One year later, he obtained a PAS prescription from a doctor who had actively publicized assisting the suicide of a depressed patient, and who did not consider a psychiatric consultation to be "necessary" for Mr. A. Another doctor associated with the PAS movement was in contact with Mr. A to discuss the PAS option. When asked if this doctor knew of his psychiatric history, Mr. A replied that they "didn't get into that. Our conversations were superficial".
Six months later, Mr. A was admitted involuntarily to a psychiatric ward for suicidal and homicidal thoughts. In addition to being diagnosed with a depressive disorder and narcissistic personality traits, he was diagnosed with intermittent delirium, probably from his numerous sedative medications. During his hospitalization, some of his doctors did not provide comprehensive psychiatric assessment or treatment, seeming to compartmentalize his suicidal symptoms under the rubric of PAS. Prior to his discharge, although firearms were removed from his house based on his risk to self and others, and guardianship was set up due to his "periods of confusion and impaired judgement", his treating doctors did not remove the assisted suicide drugs prescribed by the PAS doctor because they were unsure of their legal right to do so. Mr. A had now long outlived his original prognosis of 6 months, so a PAS doctor gave him a new prognosis of 6 months to live so that his assisted suicide would be "legal".

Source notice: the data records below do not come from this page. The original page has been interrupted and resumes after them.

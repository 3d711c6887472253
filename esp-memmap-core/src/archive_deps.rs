//! Component E: the archive dependency graph derived from the linker's
//! cross-reference table (§4.5 Archive dependencies).
//!
//! This is consumed downstream by archive cross-reference reporting (out
//! of scope here per §1); what this module owns is building the graph
//! itself from the map file's [`CrossReferenceEntry`] list plus the
//! archive set the builder actually produced a tree for.

use std::collections::HashSet;

use indexmap::{IndexMap, IndexSet};

use esp_memmap_debuginfo::elf::{ElfSymbol, SymbolType};
use esp_memmap_linkermap::model::CrossReferenceEntry;

/// `archive -> archive -> symbols responsible for the edge`.
pub type DependencyGraph = IndexMap<String, IndexMap<String, IndexSet<String>>>;

/// Both directions of the archive dependency graph.
#[derive(Clone, Debug, Default)]
pub struct ArchiveDependencies {
    /// `ref_archive -> def_archive -> symbols`: "what I depend on".
    pub forward: DependencyGraph,
    /// `def_archive -> ref_archive -> symbols`: "who depends on me".
    pub reverse: DependencyGraph,
}

/// Builds the archive dependency graph from `cross_references`, restricted
/// to `archives` (the archive set the memory-map tree actually contains)
/// and to symbols that survive the §4.2 `add_cus_to_symbols` filter
/// (`FUNC`/`OBJECT`, nonzero size, not `SHN_ABS`) against `elf_symbols`.
///
/// A reference from an archive to itself is never recorded as an edge — a
/// library referencing its own symbols isn't a dependency worth reporting.
/// A symbol whose only references are to its own defining archive therefore
/// contributes no edge at all.
pub fn archive_dependencies(
    cross_references: &[CrossReferenceEntry],
    archives: &HashSet<String>,
    elf_symbols: &[ElfSymbol],
) -> ArchiveDependencies {
    let known_symbols: HashSet<&str> = elf_symbols
        .iter()
        .filter(|s| matches!(s.ty, SymbolType::Func | SymbolType::Object) && s.size != 0 && !s.is_absolute())
        .map(|s| s.name.as_str())
        .collect();

    let mut forward: DependencyGraph = IndexMap::new();
    let mut reverse: DependencyGraph = IndexMap::new();

    for entry in cross_references {
        if !known_symbols.contains(entry.symbol.as_str()) {
            continue;
        }
        let Some((def_archive, _)) = entry.sites.first() else {
            continue;
        };
        if !archives.contains(def_archive) {
            continue;
        }

        for (ref_archive, _) in entry.sites.iter().skip(1) {
            if !archives.contains(ref_archive) || ref_archive == def_archive {
                continue;
            }

            forward
                .entry(ref_archive.clone())
                .or_default()
                .entry(def_archive.clone())
                .or_default()
                .insert(entry.symbol.clone());
            reverse
                .entry(def_archive.clone())
                .or_default()
                .entry(ref_archive.clone())
                .or_default()
                .insert(entry.symbol.clone());
        }
    }

    ArchiveDependencies { forward, reverse }
}

#[cfg(test)]
mod tests {
    use super::*;

    fn symbol(name: &str, ty: SymbolType, size: u64) -> ElfSymbol {
        ElfSymbol {
            name: name.to_owned(),
            value: 0x1000,
            size,
            ty,
            bind: 0,
            visibility: 0,
            section_index: 1,
            cu_path: None,
        }
    }

    fn xref(symbol: &str, sites: &[(&str, &str)]) -> CrossReferenceEntry {
        CrossReferenceEntry {
            symbol: symbol.to_owned(),
            sites: sites.iter().map(|(a, o)| (a.to_string(), o.to_string())).collect(),
        }
    }

    #[test]
    fn builds_forward_and_reverse_edges() {
        let xrefs = vec![xref(
            "esp_log_write",
            &[("liblog.a", "log.o"), ("libmain.a", "app_main.o")],
        )];
        let archives: HashSet<String> = ["liblog.a", "libmain.a"].into_iter().map(String::from).collect();
        let elf_symbols = vec![symbol("esp_log_write", SymbolType::Func, 0x20)];

        let deps = archive_dependencies(&xrefs, &archives, &elf_symbols);

        assert!(deps.forward["libmain.a"]["liblog.a"].contains("esp_log_write"));
        assert!(deps.reverse["liblog.a"]["libmain.a"].contains("esp_log_write"));
    }

    #[test]
    fn self_only_archive_is_elided() {
        let xrefs = vec![xref("internal_helper", &[("libmain.a", "a.o"), ("libmain.a", "b.o")])];
        let archives: HashSet<String> = ["libmain.a".to_owned()].into_iter().collect();
        let elf_symbols = vec![symbol("internal_helper", SymbolType::Func, 0x10)];

        let deps = archive_dependencies(&xrefs, &archives, &elf_symbols);

        assert!(deps.forward.is_empty());
        assert!(deps.reverse.is_empty());
    }

    #[test]
    fn self_edge_is_dropped_even_when_other_edges_survive() {
        // "libmain.a" defines S1, referenced only by itself, and S2,
        // referenced by "liblog.a". The self-reference to S1 must not
        // survive just because "libmain.a" has an unrelated real edge.
        let xrefs = vec![
            xref("s1", &[("libmain.a", "a.o"), ("libmain.a", "b.o")]),
            xref("s2", &[("libmain.a", "c.o"), ("liblog.a", "log.o")]),
        ];
        let archives: HashSet<String> = ["libmain.a", "liblog.a"].into_iter().map(String::from).collect();
        let elf_symbols = vec![
            symbol("s1", SymbolType::Func, 0x10),
            symbol("s2", SymbolType::Func, 0x10),
        ];

        let deps = archive_dependencies(&xrefs, &archives, &elf_symbols);

        assert!(!deps.reverse["libmain.a"].contains_key("libmain.a"));
        assert!(deps.reverse["libmain.a"]["liblog.a"].contains("s2"));
        assert!(!deps.forward.contains_key("libmain.a"));
        assert!(deps.forward["liblog.a"]["libmain.a"].contains("s2"));
    }

    #[test]
    fn symbol_absent_from_elf_is_dropped() {
        let xrefs = vec![xref("unknown_symbol", &[("liblog.a", "log.o"), ("libmain.a", "a.o")])];
        let archives: HashSet<String> = ["liblog.a", "libmain.a"].into_iter().map(String::from).collect();

        let deps = archive_dependencies(&xrefs, &archives, &[]);

        assert!(deps.forward.is_empty());
    }

    #[test]
    fn archive_outside_the_known_set_is_ignored() {
        let xrefs = vec![xref(
            "esp_log_write",
            &[("liblog.a", "log.o"), ("libunknown.a", "x.o")],
        )];
        let archives: HashSet<String> = ["liblog.a".to_owned()].into_iter().collect();
        let elf_symbols = vec![symbol("esp_log_write", SymbolType::Func, 0x20)];

        let deps = archive_dependencies(&xrefs, &archives, &elf_symbols);

        assert!(deps.forward.is_empty());
        assert!(deps.reverse.is_empty());
    }
}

Mr. A's suicidal urge receded, but returned 3 weeks before his death when he experienced pain from constipation and from stopping his pain medicine in the midst of confusion and paranoia. He was desperate from the pain and on the verge of taking the overdose. His PAS doctor offered to sit with him while he took it. His GP and palliative care worker offered him reassurance, rehydration and a morphine pump. He accepted these interventions and his confusion, pain, fear and suicidality quickly cleared. He was much relieved in the remaining weeks of his life despite his physical deterioration [16].